# PROVIDED RECORDS

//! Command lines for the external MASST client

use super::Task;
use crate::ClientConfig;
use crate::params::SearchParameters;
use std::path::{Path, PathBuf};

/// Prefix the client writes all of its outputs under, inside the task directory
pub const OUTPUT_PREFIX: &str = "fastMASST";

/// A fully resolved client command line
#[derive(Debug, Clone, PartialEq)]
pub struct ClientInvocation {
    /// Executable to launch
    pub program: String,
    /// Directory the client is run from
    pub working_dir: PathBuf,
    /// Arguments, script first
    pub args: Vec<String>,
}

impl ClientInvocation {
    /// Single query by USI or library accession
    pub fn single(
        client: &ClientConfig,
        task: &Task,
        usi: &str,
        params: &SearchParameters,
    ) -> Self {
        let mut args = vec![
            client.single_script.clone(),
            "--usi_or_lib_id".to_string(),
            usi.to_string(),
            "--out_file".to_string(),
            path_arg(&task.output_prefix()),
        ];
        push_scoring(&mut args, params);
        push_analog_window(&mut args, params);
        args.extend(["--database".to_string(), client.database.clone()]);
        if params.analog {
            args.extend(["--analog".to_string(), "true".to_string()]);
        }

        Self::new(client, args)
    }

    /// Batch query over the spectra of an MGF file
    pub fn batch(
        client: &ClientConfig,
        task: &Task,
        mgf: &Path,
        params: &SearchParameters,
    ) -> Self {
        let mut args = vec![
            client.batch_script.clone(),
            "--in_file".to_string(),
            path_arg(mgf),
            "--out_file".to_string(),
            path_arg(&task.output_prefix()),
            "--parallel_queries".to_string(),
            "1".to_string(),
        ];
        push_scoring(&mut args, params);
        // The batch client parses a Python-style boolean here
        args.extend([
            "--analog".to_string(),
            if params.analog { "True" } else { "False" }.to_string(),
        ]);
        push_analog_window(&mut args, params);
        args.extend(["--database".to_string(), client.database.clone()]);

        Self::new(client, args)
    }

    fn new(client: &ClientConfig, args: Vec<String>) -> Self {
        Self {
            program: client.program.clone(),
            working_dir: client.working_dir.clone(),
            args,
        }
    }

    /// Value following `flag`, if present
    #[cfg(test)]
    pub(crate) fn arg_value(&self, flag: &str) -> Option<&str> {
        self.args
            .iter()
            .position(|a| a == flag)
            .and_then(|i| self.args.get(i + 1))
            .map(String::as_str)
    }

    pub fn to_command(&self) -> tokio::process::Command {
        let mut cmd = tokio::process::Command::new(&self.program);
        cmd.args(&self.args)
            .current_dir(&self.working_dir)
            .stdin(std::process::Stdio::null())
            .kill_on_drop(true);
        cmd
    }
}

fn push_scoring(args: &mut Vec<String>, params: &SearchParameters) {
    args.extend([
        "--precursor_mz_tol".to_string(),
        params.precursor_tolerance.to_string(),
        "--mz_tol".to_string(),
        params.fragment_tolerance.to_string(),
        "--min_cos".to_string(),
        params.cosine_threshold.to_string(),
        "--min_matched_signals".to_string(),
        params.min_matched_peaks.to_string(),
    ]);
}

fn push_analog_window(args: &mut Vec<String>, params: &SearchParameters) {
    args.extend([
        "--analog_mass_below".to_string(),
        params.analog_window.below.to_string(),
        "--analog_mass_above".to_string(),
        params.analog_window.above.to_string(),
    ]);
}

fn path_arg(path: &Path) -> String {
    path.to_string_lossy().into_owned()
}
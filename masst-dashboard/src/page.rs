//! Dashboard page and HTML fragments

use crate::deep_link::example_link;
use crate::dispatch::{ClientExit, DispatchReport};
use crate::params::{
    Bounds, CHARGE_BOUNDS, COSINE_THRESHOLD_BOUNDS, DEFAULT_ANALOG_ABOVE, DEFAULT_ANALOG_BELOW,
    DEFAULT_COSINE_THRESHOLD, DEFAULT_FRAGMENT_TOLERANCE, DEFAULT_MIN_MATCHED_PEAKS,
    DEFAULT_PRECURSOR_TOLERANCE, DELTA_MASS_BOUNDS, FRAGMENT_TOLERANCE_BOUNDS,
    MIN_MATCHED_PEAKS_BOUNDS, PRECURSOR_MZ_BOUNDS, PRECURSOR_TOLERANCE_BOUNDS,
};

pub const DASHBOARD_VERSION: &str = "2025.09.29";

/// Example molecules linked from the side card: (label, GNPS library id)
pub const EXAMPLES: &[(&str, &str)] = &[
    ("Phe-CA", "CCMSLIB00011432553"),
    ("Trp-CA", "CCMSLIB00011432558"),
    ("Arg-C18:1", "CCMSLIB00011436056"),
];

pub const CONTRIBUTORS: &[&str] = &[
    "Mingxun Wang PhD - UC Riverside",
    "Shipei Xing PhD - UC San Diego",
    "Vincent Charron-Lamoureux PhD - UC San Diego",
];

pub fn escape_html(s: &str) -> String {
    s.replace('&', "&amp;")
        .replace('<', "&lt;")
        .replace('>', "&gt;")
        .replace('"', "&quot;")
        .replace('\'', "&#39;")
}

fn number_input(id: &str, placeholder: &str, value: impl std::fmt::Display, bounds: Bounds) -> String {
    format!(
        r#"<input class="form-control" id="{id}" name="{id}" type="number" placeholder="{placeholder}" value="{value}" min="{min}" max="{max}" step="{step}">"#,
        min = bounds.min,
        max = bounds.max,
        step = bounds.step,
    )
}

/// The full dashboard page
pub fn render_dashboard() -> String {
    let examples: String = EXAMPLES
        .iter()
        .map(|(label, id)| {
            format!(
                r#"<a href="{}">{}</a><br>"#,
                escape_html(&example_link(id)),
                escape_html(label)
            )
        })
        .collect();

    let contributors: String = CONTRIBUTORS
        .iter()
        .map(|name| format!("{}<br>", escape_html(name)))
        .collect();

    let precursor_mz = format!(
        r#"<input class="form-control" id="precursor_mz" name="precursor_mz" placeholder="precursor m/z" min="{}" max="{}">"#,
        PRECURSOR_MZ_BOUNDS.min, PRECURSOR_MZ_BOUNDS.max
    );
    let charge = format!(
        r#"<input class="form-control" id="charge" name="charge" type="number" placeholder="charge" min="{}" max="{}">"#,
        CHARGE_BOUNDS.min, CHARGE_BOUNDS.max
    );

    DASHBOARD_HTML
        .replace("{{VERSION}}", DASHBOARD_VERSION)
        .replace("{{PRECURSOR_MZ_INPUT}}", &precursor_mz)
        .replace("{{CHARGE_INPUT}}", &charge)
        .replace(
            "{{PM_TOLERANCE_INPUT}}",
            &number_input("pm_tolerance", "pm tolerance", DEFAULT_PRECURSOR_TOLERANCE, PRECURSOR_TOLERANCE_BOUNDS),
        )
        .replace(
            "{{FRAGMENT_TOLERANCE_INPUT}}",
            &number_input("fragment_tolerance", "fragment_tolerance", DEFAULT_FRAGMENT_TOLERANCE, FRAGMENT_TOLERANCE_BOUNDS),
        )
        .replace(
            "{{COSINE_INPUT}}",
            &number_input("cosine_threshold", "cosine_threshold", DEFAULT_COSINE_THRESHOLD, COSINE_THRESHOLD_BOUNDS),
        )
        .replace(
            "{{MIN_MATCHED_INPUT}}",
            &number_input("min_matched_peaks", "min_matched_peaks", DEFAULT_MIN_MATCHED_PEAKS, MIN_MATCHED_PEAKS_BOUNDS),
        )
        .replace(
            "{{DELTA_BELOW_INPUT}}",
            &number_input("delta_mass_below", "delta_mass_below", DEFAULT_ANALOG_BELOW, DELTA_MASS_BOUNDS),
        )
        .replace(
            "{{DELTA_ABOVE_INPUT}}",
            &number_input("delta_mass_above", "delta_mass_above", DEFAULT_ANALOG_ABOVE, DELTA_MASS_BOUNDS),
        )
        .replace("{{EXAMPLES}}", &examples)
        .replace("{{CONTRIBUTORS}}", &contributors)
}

# REQUIREMENT
Check each line in the records above for the word "from". Return those that have it.

# ANSWER TO THE EXERCISE
    /// Directory the client is run from
/// Example molecules linked from the side card: (label, GNPS library id)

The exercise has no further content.